# Let’s see those original paint J33s



## NickM (Feb 9, 2019)

Just looking to start a post for original paint j33s.  These are definitely my all time favorite stingrays

I know super deluxes have always been popular, but in my opinion true original j33s are harder to come by


----------



## mcmfw2 (Feb 10, 2019)

Iv'e got nothing lol...


----------



## NickM (Feb 10, 2019)

Lol, mark I know you got something tucked away over there


----------



## stoney (Feb 11, 2019)

Nick your right they are tough to find. The only 2 I ever had in 35 years of this are 2 I bought from Joe Olimpio ( about 1995 ) in New Hampshire. Both violet, 1 real nice original and 1 restored. Unfortunately still looking for their pictures.


----------



## 60sstuff (Feb 11, 2019)

Nick,
I would agree, the J33 is a rare Stingray, especially in its “Factory Paint”.
Patina, scratches or a rub is OK with me as long as it’s not a repaint.
Period correct decals or stickers are one of my Favorites on these old bikes.

You have a cool J33

The closest I’ve come to a nice one is in the Sales Brochure.

Thanks for sharing, Chris.


----------



## unregistered (Feb 11, 2019)

Here’s one? 
https://www.ebay.com/itm/1965-Sting...291507?hash=item5d869b6d33:g:144AAOSwj9JcQ8Tn


----------



## A.S.BOLTNUT (Feb 11, 2019)

Maybe we should change the title  ?
Let's see how many members dont have original paint j33's ?


----------



## bobcycles (Feb 11, 2019)

Technically?  Original paint.  I had an original pint can of the Schwinn lime and it covered the whole frame and guard.
The only Stingray I have ever restored and my favorite of the Stingrays!  I was blown away that the paint was useable after umpteen years.
Fully restored Hi loop bike with as much of the correct parts as I could find.  Joe in Cleveland did the seat restoration
top notch!  Miss that little bike!

pix of the project now long gone.


----------



## REC (Feb 12, 2019)

Here's one I got a while back - still wearing the remainder of its original paint.

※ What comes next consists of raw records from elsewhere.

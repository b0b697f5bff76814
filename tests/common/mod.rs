// SPDX-License-Identifier: MIT
// Copyright 2026 Roland Dreier <roland@rolandd.dev>

//! Scripted fakes for the network and time seams.

#![allow(dead_code)]

use async_trait::async_trait;
use chrono::{DateTime, Duration as ChronoDuration, Utc};
use serde_json::{json, Value};
use std::collections::VecDeque;
use std::sync::atomic::{AtomicBool, AtomicUsize, Ordering};
use std::sync::{Arc, Mutex};
use std::time::Duration;
use workout_sync::db::CanonicalStore;
use workout_sync::error::{Result, SyncError};
use workout_sync::models::OAuthToken;
use workout_sync::services::{
    ActivityApi, ActivityPage, ApiError, Clock, CredentialVault, PageQuery, RateLimitStatus,
    RemoteFetcher, RetryPolicy, TokenEndpoint, TokenManager, TokenResponse,
};

/// 2024-06-01T00:00:00Z
pub const T0: i64 = 1_717_200_000;

pub fn ts(secs: i64) -> DateTime<Utc> {
    DateTime::from_timestamp(secs, 0).unwrap()
}

/// Clock whose `sleep` advances time instantly and records the duration.
pub struct FakeClock {
    now: Mutex<DateTime<Utc>>,
    sleeps: Mutex<Vec<Duration>>,
}

impl FakeClock {
    pub fn new(now: DateTime<Utc>) -> Arc<Self> {
        Arc::new(Self {
            now: Mutex::new(now),
            sleeps: Mutex::new(Vec::new()),
        })
    }

    pub fn advance(&self, by: Duration) {
        let mut now = self.now.lock().unwrap();
        *now += ChronoDuration::from_std(by).unwrap();
    }

    pub fn sleeps(&self) -> Vec<Duration> {
        self.sleeps.lock().unwrap().clone()
    }
}

#[async_trait]
impl Clock for FakeClock {
    fn now(&self) -> DateTime<Utc> {
        *self.now.lock().unwrap()
    }

    async fn sleep(&self, duration: Duration) {
        self.sleeps.lock().unwrap().push(duration);
        self.advance(duration);
    }
}

/// Token endpoint that replays queued responses and counts calls.
#[derive(Default)]
pub struct ScriptedTokenEndpoint {
    responses: Mutex<VecDeque<std::result::Result<TokenResponse, ApiError>>>,
    calls: AtomicUsize,
    refresh_tokens_seen: Mutex<Vec<String>>,
}

impl ScriptedTokenEndpoint {
    pub fn new() -> Arc<Self> {
        Arc::new(Self::default())
    }

    pub fn push(&self, response: std::result::Result<TokenResponse, ApiError>) {
        self.responses.lock().unwrap().push_back(response);
    }

    pub fn push_token(&self, access: &str, refresh: &str, expires_at: i64) {
        self.push(Ok(TokenResponse {
            access_token: access.to_string(),
            refresh_token: Some(refresh.to_string()),
            expires_at,
        }));
    }

    pub fn calls(&self) -> usize {
        self.calls.load(Ordering::SeqCst)
    }

    pub fn refresh_tokens_seen(&self) -> Vec<String> {
        self.refresh_tokens_seen.lock().unwrap().clone()
    }

    fn next(&self) -> std::result::Result<TokenResponse, ApiError> {
        self.calls.fetch_add(1, Ordering::SeqCst);
        self.responses
            .lock()
            .unwrap()
            .pop_front()
            .unwrap_or_else(|| Err(ApiError::Transport("no scripted token response".to_string())))
    }
}

#[async_trait]
impl TokenEndpoint for ScriptedTokenEndpoint {
    async fn exchange_code(&self, _code: &str) -> std::result::Result<TokenResponse, ApiError> {
        self.next()
    }

    async fn refresh(&self, refresh_token: &str) -> std::result::Result<TokenResponse, ApiError> {
        self.refresh_tokens_seen
            .lock()
            .unwrap()
            .push(refresh_token.to_string());
        self.next()
    }
}

/// In-memory credential vault with an injectable write failure.
#[derive(Default)]
pub struct MemoryVault {
    token: Mutex<Option<OAuthToken>>,
    fail_saves: AtomicBool,
    saves: AtomicUsize,
}

impl MemoryVault {
    pub fn new(token: Option<OAuthToken>) -> Arc<Self> {
        Arc::new(Self {
            token: Mutex::new(token),
            ..Self::default()
        })
    }

    pub fn fail_saves(&self, fail: bool) {
        self.fail_saves.store(fail, Ordering::SeqCst);
    }

    pub fn saves(&self) -> usize {
        self.saves.load(Ordering::SeqCst)
    }

    pub fn stored(&self) -> Option<OAuthToken> {
        self.token.lock().unwrap().clone()
    }
}

#[async_trait]
impl CredentialVault for MemoryVault {
    async fn load_token(&self) -> Result<Option<OAuthToken>> {
        Ok(self.stored())
    }

    async fn save_token(&self, token: &OAuthToken) -> Result<()> {
        if self.fail_saves.load(Ordering::SeqCst) {
            return Err(SyncError::StoreWrite("disk full".to_string()));
        }
        self.saves.fetch_add(1, Ordering::SeqCst);
        *self.token.lock().unwrap() = Some(token.clone());
        Ok(())
    }
}

/// Activity API that replays queued pages and records every request.
#[derive(Default)]
pub struct ScriptedApi {
    responses: Mutex<VecDeque<std::result::Result<ActivityPage, ApiError>>>,
    queries: Mutex<Vec<PageQuery>>,
    tokens: Mutex<Vec<String>>,
}

impl ScriptedApi {
    pub fn new() -> Arc<Self> {
        Arc::new(Self::default())
    }

    pub fn push(&self, response: std::result::Result<ActivityPage, ApiError>) {
        self.responses.lock().unwrap().push_back(response);
    }

    pub fn push_page(&self, items: Vec<Value>) {
        self.push(Ok(page(items)));
    }

    pub fn push_status(&self, status: u16) {
        self.push(Err(status_error(status, RateLimitStatus::default())));
    }

    pub fn queries(&self) -> Vec<PageQuery> {
        self.queries.lock().unwrap().clone()
    }

    pub fn tokens(&self) -> Vec<String> {
        self.tokens.lock().unwrap().clone()
    }

    pub fn remaining(&self) -> usize {
        self.responses.lock().unwrap().len()
    }
}

#[async_trait]
impl ActivityApi for ScriptedApi {
    async fn list_activities(
        &self,
        access_token: &str,
        query: &PageQuery,
    ) -> std::result::Result<ActivityPage, ApiError> {
        self.queries.lock().unwrap().push(*query);
        self.tokens.lock().unwrap().push(access_token.to_string());
        self.responses
            .lock()
            .unwrap()
            .pop_front()
            .unwrap_or_else(|| Ok(ActivityPage::default()))
    }
}

pub fn page(items: Vec<Value>) -> ActivityPage {
    ActivityPage {
        items,
        rate_limit: RateLimitStatus::default(),
    }
}

pub fn status_error(status: u16, rate_limit: RateLimitStatus) -> ApiError {
    ApiError::Status {
        status,
        body: format!("{{\"message\":\"status {status}\"}}"),
        rate_limit,
    }
}

/// Strava summary activity JSON.
pub fn activity_json(id: u64, start: i64, sport_type: &str) -> Value {
    json!({
        "id": id,
        "name": format!("Activity {id}"),
        "sport_type": sport_type,
        "type": sport_type,
        "start_date": ts(start).to_rfc3339(),
        "elapsed_time": 1800,
        "moving_time": 1700,
        "distance": 5000.0,
        "total_elevation_gain": 40.0,
        "map": { "summary_polyline": "_p~iF~ps|U_ulLnnqC" }
    })
}

/// `count` activities with consecutive ids, one hour apart.
pub fn activities(first_id: u64, count: usize, first_start: i64) -> Vec<Value> {
    (0..count)
        .map(|i| activity_json(first_id + i as u64, first_start + 3600 * i as i64, "Run"))
        .collect()
}

/// Retry policy with no jitter and a one-second base.
pub fn fast_retry(max_attempts: u32) -> RetryPolicy {
    RetryPolicy {
        max_attempts,
        base_delay: Duration::from_secs(1),
        max_delay: Duration::from_secs(8),
        jitter: 0.0,
    }
}

pub fn fresh_token(clock: &FakeClock) -> OAuthToken {
    OAuthToken {
        access_token: "access-1".to_string(),
        refresh_token: "refresh-1".to_string(),
        expires_at: clock.now() + ChronoDuration::hours(6),
    }
}

/// Fake network, in-memory vault and a token manager holding `initial`.
pub struct Harness {
    pub clock: Arc<FakeClock>,
    pub endpoint: Arc<ScriptedTokenEndpoint>,
    pub vault: Arc<MemoryVault>,
    pub api: Arc<ScriptedApi>,
    pub tokens: Arc<TokenManager>,
}

impl Harness {
    pub fn new(initial: Option<OAuthToken>, retry: RetryPolicy) -> Self {
        let clock = FakeClock::new(ts(T0));
        Self::with_clock(clock, initial, retry)
    }

    /// Harness holding a token valid for six hours.
    pub fn fresh(retry: RetryPolicy) -> Self {
        let clock = FakeClock::new(ts(T0));
        let token = fresh_token(&clock);
        Self::with_clock(clock, Some(token), retry)
    }

    fn with_clock(clock: Arc<FakeClock>, initial: Option<OAuthToken>, retry: RetryPolicy) -> Self {
        let endpoint = ScriptedTokenEndpoint::new();
        let vault = MemoryVault::new(initial.clone());
        let tokens = Arc::new(TokenManager::new(
            endpoint.clone(),
            vault.clone(),
            clock.clone(),
            Duration::from_secs(60),
            retry,
            initial,
        ));

        Self {
            clock,
            endpoint,
            vault,
            api: ScriptedApi::new(),
            tokens,
        }
    }

    pub fn fetcher(&self, page_size: u32, retry: RetryPolicy) -> RemoteFetcher {
        RemoteFetcher::new(
            self.api.clone(),
            self.tokens.clone(),
            self.clock.clone(),
            retry,
        )
        .with_page_size(page_size)
    }
}

pub async fn memory_store() -> CanonicalStore {
    CanonicalStore::open_in_memory().await.unwrap()
}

I have not had it out in quite some time, but I rode it a bit when I first got it.



REC

PS: Not as pretty as Bob's, but its still a nice one!!


----------



## bobcycles (Feb 22, 2019)

here's a winner

http://rover.ebay.com/rover/1/711-5...0001&campid=5335809022&icep_item=223397331962


----------



## Jrodarod (Feb 23, 2019)

Riding thru the streets in LA!


----------



## Logan64 (Feb 10, 2021)

My CA***** Original J33+6


----------



## Logan64 (Feb 10, 2021)

My LA****** J33+6


----------



## Grumpy Grampy (Feb 10, 2021)

Logan64 said:


> My CA***** Original J33+6
> 
> View attachment 1355285



Is that a wheelie bar


----------



## Logan64 (Feb 10, 2021)

Grumpy Grampy said:


> Is that a wheelie bar



Yes, original Whamo. I have one for all of my J-33s. The Violet just hasnt gotten it yet


----------



## Logan64 (Feb 10, 2021)

And my other CA****** J33-1 Two Speed Kickback. This is my rider bike.


----------



## Jackpop (Feb 14, 2021)

My N4


----------